Requirement — Look through the listing below and report the lines that have the word "contains" in them.

Extracted data —
::::::

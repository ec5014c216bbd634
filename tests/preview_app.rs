//! Event routing in the preview host.

mod common;

use common::*;
use crossterm::event::KeyCode;
use newscards::model::samples;
use newscards::strings::StringKey;
use newscards::ui::components::popup::PopupDialog;
use newscards::ui::preview::Focus;
use ratatui::backend::TestBackend;
use ratatui::Terminal;

// -- keyboard -----------------------------------------------------------------

#[test]
fn enter_on_popular_navigates() {
    let mut app = make_app();
    app.on_key(press_key(KeyCode::Enter));
    assert_eq!(app.navigations, vec![samples::popular().id]);
}

#[test]
fn tab_moves_focus_to_history() {
    let mut app = make_app();
    app.on_key(press_key(KeyCode::Tab));
    assert_eq!(app.focus, Focus::History);
    app.on_key(press_key(KeyCode::Enter));
    assert_eq!(app.navigations, vec![samples::history().id]);
}

#[test]
fn dismiss_then_confirm_never_navigates() {
    let mut app = make_app();
    app.on_key(press_key(KeyCode::Tab));
    app.on_key(press_key(KeyCode::Char('x')));
    assert!(app.history_card.dialog().is_visible());

    app.on_key(press_key(KeyCode::Enter));
    assert!(!app.history_card.dialog().is_visible());
    assert!(app.navigations.is_empty());
}

#[test]
fn custom_action_key_opens_dialog() {
    let mut app = make_app();
    app.on_key(press_key(KeyCode::Tab));
    app.on_key(press_key(KeyCode::Char('a')));
    assert!(app.history_card.dialog().is_visible());
    assert!(app.navigations.is_empty());
}

#[test]
fn quit_is_blocked_while_dialog_open() {
    let mut app = make_app();
    app.on_key(press_key(KeyCode::Tab));
    app.on_key(press_key(KeyCode::Char('x')));
    app.on_key(press_key(KeyCode::Char('q')));
    assert!(!app.should_quit);

    app.on_key(press_key(KeyCode::Esc));
    app.on_key(press_key(KeyCode::Char('q')));
    assert!(app.should_quit);
}

// -- mouse --------------------------------------------------------------------

#[test]
fn click_on_popular_card_navigates() {
    let mut app = make_app();
    let areas = app.areas(SCREEN);
    app.on_mouse(click(areas.popular.x + 2, areas.popular.y + 2));
    assert_eq!(app.navigations, vec![samples::popular().id]);
    assert_eq!(app.focus, Focus::Popular);
}

#[test]
fn click_on_history_row_navigates() {
    let mut app = make_app();
    let areas = app.areas(SCREEN);
    app.on_mouse(click(areas.history.x + 10, areas.history.y + 1));
    assert_eq!(app.navigations, vec![samples::history().id]);
    assert_eq!(app.focus, Focus::History);
}

#[test]
fn click_dismiss_then_outside_closes_dialog() {
    let mut app = make_app();
    let areas = app.areas(SCREEN);
    let dismiss = app
        .history_card
        .view(&app.history, &app.strings, &app.theme, &app.assets)
        .layout(areas.history)
        .dismiss;

    app.on_mouse(click(dismiss.x + 1, dismiss.y + 1));
    assert!(app.history_card.dialog().is_visible());

    app.on_mouse(click(0, 0));
    assert!(!app.history_card.dialog().is_visible());
    assert!(app.navigations.is_empty());
}

#[test]
fn click_confirm_closes_dialog() {
    let mut app = make_app();
    app.on_key(press_key(KeyCode::Tab));
    app.on_key(press_key(KeyCode::Char('x')));

    let confirm = PopupDialog::new(
        app.strings.get(StringKey::FewerStories),
        app.strings.get(StringKey::FewerStoriesContent),
        app.strings.get(StringKey::Agree),
        &app.theme,
    )
    .layout(SCREEN)
    .confirm;

    app.on_mouse(click(confirm.x + 1, confirm.y));
    assert!(!app.history_card.dialog().is_visible());
    assert!(app.navigations.is_empty());
}

#[test]
fn clicks_behind_dialog_do_not_navigate() {
    let mut app = make_app();
    app.on_key(press_key(KeyCode::Tab));
    app.on_key(press_key(KeyCode::Char('x')));

    let areas = app.areas(SCREEN);
    app.on_mouse(click(areas.popular.x + 2, areas.popular.y + 2));
    assert!(app.navigations.is_empty());
}

// -- rendering ----------------------------------------------------------------

#[test]
fn renders_both_cards_and_status() {
    let mut app = make_app();
    app.on_key(press_key(KeyCode::Enter));

    let mut terminal = Terminal::new(TestBackend::new(SCREEN.width, SCREEN.height)).unwrap();
    terminal.draw(|frame| app.render(frame)).unwrap();

    let buffer = terminal.backend().buffer();
    let text: String = (0..SCREEN.height)
        .map(|y| {
            (0..SCREEN.width)
                .map(|x| buffer[(x, y)].symbol())
                .collect::<String>()
                + "\n"
        })
        .collect();

    assert!(text.contains("A Little Thing about"));
    assert!(text.contains("Improving Inclusive Design"));
    assert!(text.contains("navigate(dc523f0ed25c)"));
}
use crate::ui::history_card::intent::HistoryCardIntent;
use crate::ui::history_card::state::DialogState;
use crate::ui::mvi::Reducer;

pub struct HistoryCardReducer;

impl Reducer for HistoryCardReducer {
    type State = DialogState;
    type Intent = HistoryCardIntent;

    fn reduce(state: Self::State, intent: Self::Intent) -> Self::State {
        match intent {
            HistoryCardIntent::Dismiss | HistoryCardIntent::ShowFewer => DialogState::Shown,
            HistoryCardIntent::Confirm | HistoryCardIntent::DismissRequest => DialogState::Hidden,
            // Navigation is an effect, not a state change.
            HistoryCardIntent::ActivateRow => state,
        }
    }
}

::::::

The completed task —
    assert!(text.contains("A Little Thing about"));
    assert!(text.contains("Improving Inclusive Design"));
    assert!(text.contains("navigate(dc523f0ed25c)"));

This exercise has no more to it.